Grain Growers of Canada has announced a “Road to 2050″ initiative aimed at helping the Canadian government work toward its commitment of net-zero emissions by 2050.
“The ‘Road to 2050’ will propose a path forward that focuses on innovation, research and beneficial management practices. This will boost productivity while continuing to enhance soil quality, improving the carbon sequestration potential of crop land and reducing emissions.

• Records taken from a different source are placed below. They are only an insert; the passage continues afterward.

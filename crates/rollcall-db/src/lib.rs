//! # Rollcall DB
//!
//! Storage for the attendance API. The service never talks to a database
//! directly; it is handed an `Arc<dyn Store>` at construction time.
//!
//! [`Store`] is the union of three repositories, one per stored component:
//!
//! - [`TeacherRepository`]: teacher accounts and password hashes
//! - [`RosterRepository`]: classes, their ordered rosters, and students
//! - [`AttendanceRepository`]: the append-only attendance ledger
//!
//! Two implementations ship with the crate:
//!
//! - [`PgStore`]: PostgreSQL via SQLx, schema applied from `migrations/`
//! - [`MemoryStore`]: in-process tables behind a Tokio `RwLock`
//!
//! Both enforce the ledger rule themselves: at most one batch per
//! `(class_id, date, session)`, written all-or-nothing. A second batch for the
//! same key fails with [`StoreError::DuplicateSubmission`], including when two
//! batches race.
//!
//! ```ignore
//! use std::sync::Arc;
//! use rollcall_db::{MemoryStore, Store};
//!
//! let store: Arc<dyn Store> = Arc::new(MemoryStore::new());
//! let teacher = store.find_teacher_by_username("teacher1").await?;
//! ```

use async_trait::async_trait;
use chrono::{DateTime, Utc};

use rollcall_core::Page;
use rollcall_models::{
    AttendanceRecord, Class, ClassId, Student, StudentId, SubmissionKey, Teacher,
    TeacherCredentials, TeacherId,
};

pub mod memory;
pub mod postgres;

pub use memory::MemoryStore;
pub use postgres::{MIGRATOR, PgStore, init_db_pool};

// Re-export PgPool for convenience
pub use sqlx::PgPool;

#[derive(Debug, thiserror::Error)]
pub enum StoreError {
    #[error("attendance already submitted for this class, date and session")]
    DuplicateSubmission,
    #[error("username already taken: {0}")]
    UsernameTaken(String),
    #[error("class not found: {0}")]
    ClassNotFound(ClassId),
    #[error("store misconfigured: {0}")]
    Configuration(String),
    #[error(transparent)]
    Database(#[from] sqlx::Error),
    #[error(transparent)]
    Migration(#[from] sqlx::migrate::MigrateError),
}

pub type StoreResult<T> = Result<T, StoreError>;

/// One attendance batch, written atomically under its key.
#[derive(Debug, Clone)]
pub struct SubmissionBatch {
    pub key: SubmissionKey,
    pub submitted_by: TeacherId,
    pub submitted_at: DateTime<Utc>,
    pub records: Vec<AttendanceRecord>,
}

/// A page of results together with the total number of matches.
#[derive(Debug, Clone, PartialEq, Eq)]
pub struct Listing<T> {
    pub items: Vec<T>,
    pub total: i64,
}

#[async_trait]
pub trait TeacherRepository: Send + Sync {
    async fn find_teacher_by_username(
        &self,
        username: &str,
    ) -> StoreResult<Option<TeacherCredentials>>;

    async fn find_teacher(&self, id: TeacherId) -> StoreResult<Option<Teacher>>;

    /// Fails with [`StoreError::UsernameTaken`] when the username exists.
    async fn insert_teacher(&self, teacher: &TeacherCredentials) -> StoreResult<()>;

    async fn count_teachers(&self) -> StoreResult<i64>;
}

#[async_trait]
pub trait RosterRepository: Send + Sync {
    /// Classes owned by a teacher, ordered by name.
    async fn list_classes_for_teacher(
        &self,
        teacher_id: TeacherId,
        page: Page,
    ) -> StoreResult<Listing<Class>>;

    /// The class only if it exists *and* is owned by `teacher_id`.
    async fn find_owned_class(
        &self,
        class_id: ClassId,
        teacher_id: TeacherId,
    ) -> StoreResult<Option<Class>>;

    /// Students of a class in roster order.
    async fn list_students(&self, class_id: ClassId, page: Page) -> StoreResult<Listing<Student>>;

    async fn insert_class(&self, class: &Class) -> StoreResult<()>;

    async fn insert_students(&self, students: &[Student]) -> StoreResult<()>;

    /// Appends ids to the end of a class roster.
    async fn append_class_students(
        &self,
        class_id: ClassId,
        student_ids: &[StudentId],
    ) -> StoreResult<()>;
}

#[async_trait]
pub trait AttendanceRepository: Send + Sync {
    /// Records matching the key exactly, in the order they were written.
    async fn find_records(&self, key: SubmissionKey) -> StoreResult<Vec<AttendanceRecord>>;

    /// Writes every record of the batch or none of them.
    async fn insert_submission(&self, batch: &SubmissionBatch) -> StoreResult<()>;
}

#[async_trait]
pub trait Store: TeacherRepository + RosterRepository + AttendanceRepository {
    fn backend_name(&self) -> &'static str;

    /// Deletes every row. Used by the admin CLI and tests.
    async fn clear(&self) -> StoreResult<()>;
}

This decision represents a practical and proactive approach to tackling climate change,” says GGC chair and Alberta farmer Andre Harpe.
In addition to identifying opportunities for the grain farming sector to continue to contribute to emission reductions, GGC says the plan is “intended to guide government policies and programming directed at Canada’s grains sector, ensuring farmers are supported in their efforts.”
The first steps in the plan include finding potential partners and the establishment of a scientific advisory committee, explains Branden Leslie, GGC’s manager of policy and government relations, in the interview below.
“This is the first step. This is about acknowledging governments are heading this direction and we need to be there,” says Leslie, noting the funding for the initiative will come from Grain Growers’ members and industry partners.
The Saskatchewan Wheat Development Commission has already signed on as a partner. (GGC has 14 provincial, regional, and national crop producer organizations as members — SaskWheat is not one of them.)
The announcement of the “Road to 2050” kicked off the Grain Growers’ advocacy week taking place this week in Ottawa. “We are so excited after two long years to be back in-person,” notes Leslie.
The federal government’s net-zero commitment will be in the spotlight this week as Prime Minister Justin Trudeau is expected to announce the government’s 2030 emissions reduction plan in Vancouver on Tuesday. The report is required under the Canadian Net-Zero Emissions Accountability Act that was passed by Parliament last year.